(The problem): When you reach the records, transcribe each one exactly.

____

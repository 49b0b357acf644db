//! EXPLAIN construction, execution and plan normalization.
//!
//! ```text
//! sql + connection
//!       ↓
//! ExplainConfig         (prefix per dialect, mutable at runtime)
//!       ↓
//! DatabaseManager       (one bare-EXPLAIN retry on failure)
//!       ↓
//! RawPlan → PlanAnalysis (plan.rs)
//! ```
pub mod analyzer;
pub mod plan;

use std::collections::BTreeMap;
use std::sync::{Arc, PoisonError, RwLock};

use anyhow::Result;
use once_cell::sync::Lazy;

use crate::dialect::{normalize_dialect, Dialect};

pub use analyzer::{QueryPerformanceAnalyzer, QueryPerformanceResult, DEFAULT_DATABASE};
pub use plan::{
    detect_query_type, extract_metrics, format_duration_ms, is_explain_query,
    parse_execution_plan, MetricsError, PerformanceMetrics, PlanAnalysis, QueryType, RawPlan,
};

/// Prefix used for dialects without an entry, and for the fallback retry.
pub const BARE_EXPLAIN: &str = "EXPLAIN";

/// Dialect id -> EXPLAIN prefix.
#[derive(Debug, Clone, PartialEq, Eq)]
pub struct ExplainConfig {
    prefixes: BTreeMap<String, String>,
}

impl Default for ExplainConfig {
    fn default() -> Self {
        let prefixes = Dialect::ALL
            .iter()
            .map(|d| (d.id().to_string(), d.default_explain_prefix().to_string()))
            .collect();
        Self { prefixes }
    }
}

impl ExplainConfig {
    /// A table with no entries: every dialect gets a bare `EXPLAIN`.
    pub fn empty() -> Self {
        Self {
            prefixes: BTreeMap::new(),
        }
    }

    pub fn prefix_for(&self, dialect: &str) -> &str {
        self.prefixes
            .get(&normalize_dialect(dialect))
            .map(String::as_str)
            .unwrap_or(BARE_EXPLAIN)
    }

    pub fn is_registered(&self, dialect: &str) -> bool {
        self.prefixes.contains_key(&normalize_dialect(dialect))
    }

    /// Add or replace the prefix of one dialect.
    pub fn update(&mut self, dialect: &str, prefix: &str) -> Result<()> {
        let prefix = prefix.trim();
        if prefix.is_empty() {
            anyhow::bail!("EXPLAIN prefix for '{}' must not be empty", dialect);
        }
        self.prefixes
            .insert(normalize_dialect(dialect), prefix.to_string());
        Ok(())
    }

    pub fn entries(&self) -> &BTreeMap<String, String> {
        &self.prefixes
    }

    /// `"<prefix> <sql>"`, with `sql` appended exactly as given.
    pub fn build_explain_query(&self, sql: &str, dialect: &str) -> String {
        format!("{} {}", self.prefix_for(dialect), sql)
    }
}

pub fn build_bare_explain_query(sql: &str) -> String {
    format!("{} {}", BARE_EXPLAIN, sql)
}

/// Shared handle to a configuration table.
pub type SharedExplainConfig = Arc<RwLock<ExplainConfig>>;

static EXPLAIN_CONFIG: Lazy<SharedExplainConfig> =
    Lazy::new(|| Arc::new(RwLock::new(ExplainConfig::default())));

/// Handle to the process-wide table. Populate it at startup; concurrent
/// updates while analyses are in flight should be serialized by the caller.
pub fn shared_explain_config() -> SharedExplainConfig {
    EXPLAIN_CONFIG.clone()
}

/// Snapshot of the process-wide table.
pub fn explain_configs() -> BTreeMap<String, String> {
    EXPLAIN_CONFIG
        .read()
        .unwrap_or_else(PoisonError::into_inner)
        .entries()
        .clone()
}

/// Override the process-wide prefix of one dialect.
pub fn update_explain_config(dialect: &str, prefix: &str) -> Result<()> {
    EXPLAIN_CONFIG
        .write()
        .unwrap_or_else(PoisonError::into_inner)
        .update(dialect, prefix)
}

#[cfg(test)]
mod tests {
    use super::*;

    #[test]
    fn test_registered_prefixes() {
        let config = ExplainConfig::default();
        let sql = "SELECT * FROM orders WHERE id = 1";
        for (dialect, prefix) in config.entries() {
            assert_eq!(
                config.build_explain_query(sql, dialect),
                format!("{} {}", prefix, sql)
            );
        }
        assert_eq!(
            config.build_explain_query(sql, "postgresql"),
            "EXPLAIN (ANALYZE, FORMAT JSON) SELECT * FROM orders WHERE id = 1"
        );
        assert_eq!(
            config.build_explain_query(sql, "MySQL"),
            "EXPLAIN FORMAT=JSON SELECT * FROM orders WHERE id = 1"
        );
    }

    #[test]
    fn test_unregistered_dialect_uses_bare_explain() {
        let config = ExplainConfig::default();
        assert!(!config.is_registered("oracle"));
        assert_eq!(config.build_explain_query("SELECT 1", "oracle"), "EXPLAIN SELECT 1");
        assert_eq!(config.build_explain_query("SELECT 1", "unknown"), "EXPLAIN SELECT 1");
    }

    #[test]
    fn test_sql_is_appended_verbatim() {
        let config = ExplainConfig::empty();
        assert_eq!(
            config.build_explain_query(" SELECT 1; ", "x"),
            "EXPLAIN  SELECT 1; "
        );
    }

    #[test]
    fn test_update_adds_and_overrides() {
        let mut config = ExplainConfig::default();
        config.update("Snowflake", "EXPLAIN USING JSON").unwrap();
        assert_eq!(
            config.build_explain_query("SELECT 1", "snowflake"),
            "EXPLAIN USING JSON SELECT 1"
        );

        config.update("postgres", "EXPLAIN (FORMAT JSON)").unwrap();
        assert_eq!(config.prefix_for("postgresql"), "EXPLAIN (FORMAT JSON)");
    }

    #[test]
    fn test_update_rejects_blank_prefix() {
        let mut config = ExplainConfig::default();
        assert!(config.update("mysql", "   ").is_err());
        assert_eq!(config.prefix_for("mysql"), "EXPLAIN FORMAT=JSON");
    }

    #[test]
    fn test_process_wide_table() {
        update_explain_config("test-engine-mod", "EXPLAIN PIPELINE").unwrap();
        assert_eq!(
            explain_configs().get("test-engine-mod").map(String::as_str),
            Some("EXPLAIN PIPELINE")
        );
        let shared = shared_explain_config();
        let guard = shared.read().unwrap();
        assert_eq!(guard.prefix_for("TEST-ENGINE-MOD"), "EXPLAIN PIPELINE");
    }
}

____

(Answer for the task):
repository 49b0b357acf644db
//! EXPLAIN construction, execution and plan normalization.
//!
//! ```text
//! sql + connection
//!       ↓
//! ExplainConfig         (prefix per dialect, mutable at runtime)
//!       ↓
//! DatabaseManager       (one bare-EXPLAIN retry on failure)
//!       ↓
//! RawPlan → PlanAnalysis (plan.rs)
//! ```
pub mod analyzer;
pub mod plan;

use std::collections::BTreeMap;
use std::sync::{Arc, PoisonError, RwLock};

use anyhow::Result;
use once_cell::sync::Lazy;

use crate::dialect::{normalize_dialect, Dialect};

pub use analyzer::{QueryPerformanceAnalyzer, QueryPerformanceResult, DEFAULT_DATABASE};
pub use plan::{
    detect_query_type, extract_metrics, format_duration_ms, is_explain_query,
    parse_execution_plan, MetricsError, PerformanceMetrics, PlanAnalysis, QueryType, RawPlan,
};

/// Prefix used for dialects without an entry, and for the fallback retry.
pub const BARE_EXPLAIN: &str = "EXPLAIN";

/// Dialect id -> EXPLAIN prefix.
#[derive(Debug, Clone, PartialEq, Eq)]
pub struct ExplainConfig {
    prefixes: BTreeMap<String, String>,
}

impl Default for ExplainConfig {
    fn default() -> Self {
        let prefixes = Dialect::ALL
            .iter()
            .map(|d| (d.id().to_string(), d.default_explain_prefix().to_string()))
            .collect();
        Self { prefixes }
    }
}

impl ExplainConfig {
    /// A table with no entries: every dialect gets a bare `EXPLAIN`.
    pub fn empty() -> Self {
        Self {
            prefixes: BTreeMap::new(),
        }
    }

    pub fn prefix_for(&self, dialect: &str) -> &str {
        self.prefixes
            .get(&normalize_dialect(dialect))
            .map(String::as_str)
            .unwrap_or(BARE_EXPLAIN)
    }

    pub fn is_registered(&self, dialect: &str) -> bool {
        self.prefixes.contains_key(&normalize_dialect(dialect))
    }

    /// Add or replace the prefix of one dialect.
    pub fn update(&mut self, dialect: &str, prefix: &str) -> Result<()> {
        let prefix = prefix.trim();
        if prefix.is_empty() {
            anyhow::bail!("EXPLAIN prefix for '{}' must not be empty", dialect);
        }
        self.prefixes
            .insert(normalize_dialect(dialect), prefix.to_string());
        Ok(())
    }

    pub fn entries(&self) -> &BTreeMap<String, String> {
        &self.prefixes
    }

    /// `"<prefix> <sql>"`, with `sql` appended exactly as given.
    pub fn build_explain_query(&self, sql: &str, dialect: &str) -> String {
        format!("{} {}", self.prefix_for(dialect), sql)
    }
}

pub fn build_bare_explain_query(sql: &str) -> String {
    format!("{} {}", BARE_EXPLAIN, sql)
}

/// Shared handle to a configuration table.
pub type SharedExplainConfig = Arc<RwLock<ExplainConfig>>;

static EXPLAIN_CONFIG: Lazy<SharedExplainConfig> =
    Lazy::new(|| Arc::new(RwLock::new(ExplainConfig::default())));

/// Handle to the process-wide table. Populate it at startup; concurrent
/// updates while analyses are in flight should be serialized by the caller.
pub fn shared_explain_config() -> SharedExplainConfig {
    EXPLAIN_CONFIG.clone()
}

/// Snapshot of the process-wide table.
pub fn explain_configs() -> BTreeMap<String, String> {
    EXPLAIN_CONFIG
        .read()
        .unwrap_or_else(PoisonError::into_inner)
        .entries()
        .clone()
}

/// Override the process-wide prefix of one dialect.
pub fn update_explain_config(dialect: &str, prefix: &str) -> Result<()> {
    EXPLAIN_CONFIG
        .write()
        .unwrap_or_else(PoisonError::into_inner)
        .update(dialect, prefix)
}

#[cfg(test)]
mod tests {
    use super::*;

    #[test]
    fn test_registered_prefixes() {
        let config = ExplainConfig::default();
        let sql = "SELECT * FROM orders WHERE id = 1";
        for (dialect, prefix) in config.entries() {
            assert_eq!(
                config.build_explain_query(sql, dialect),
                format!("{} {}", prefix, sql)
            );
        }
        assert_eq!(
            config.build_explain_query(sql, "postgresql"),
            "EXPLAIN (ANALYZE, FORMAT JSON) SELECT * FROM orders WHERE id = 1"
        );
        assert_eq!(
            config.build_explain_query(sql, "MySQL"),
            "EXPLAIN FORMAT=JSON SELECT * FROM orders WHERE id = 1"
        );
    }

    #[test]
    fn test_unregistered_dialect_uses_bare_explain() {
        let config = ExplainConfig::default();
        assert!(!config.is_registered("oracle"));
        assert_eq!(config.build_explain_query("SELECT 1", "oracle"), "EXPLAIN SELECT 1");
        assert_eq!(config.build_explain_query("SELECT 1", "unknown"), "EXPLAIN SELECT 1");
    }

    #[test]
    fn test_sql_is_appended_verbatim() {
        let config = ExplainConfig::empty();
        assert_eq!(
            config.build_explain_query(" SELECT 1; ", "x"),
            "EXPLAIN  SELECT 1; "
        );
    }

    #[test]
    fn test_update_adds_and_overrides() {
        let mut config = ExplainConfig::default();
        config.update("Snowflake", "EXPLAIN USING JSON").unwrap();
        assert_eq!(
            config.build_explain_query("SELECT 1", "snowflake"),
            "EXPLAIN USING JSON SELECT 1"
        );

        config.update("postgres", "EXPLAIN (FORMAT JSON)").unwrap();
        assert_eq!(config.prefix_for("postgresql"), "EXPLAIN (FORMAT JSON)");
    }

    #[test]
    fn test_update_rejects_blank_prefix() {
        let mut config = ExplainConfig::default();
        assert!(config.update("mysql", "   ").is_err());
        assert_eq!(config.prefix_for("mysql"), "EXPLAIN FORMAT=JSON");
    }

    #[test]
    fn test_process_wide_table() {
        update_explain_config("test-engine-mod", "EXPLAIN PIPELINE").unwrap();
        assert_eq!(
            explain_configs().get("test-engine-mod").map(String::as_str),
            Some("EXPLAIN PIPELINE")
        );
        let shared = shared_explain_config();
        let guard = shared.read().unwrap();
        assert_eq!(guard.prefix_for("TEST-ENGINE-MOD"), "EXPLAIN PIPELINE");
    }
}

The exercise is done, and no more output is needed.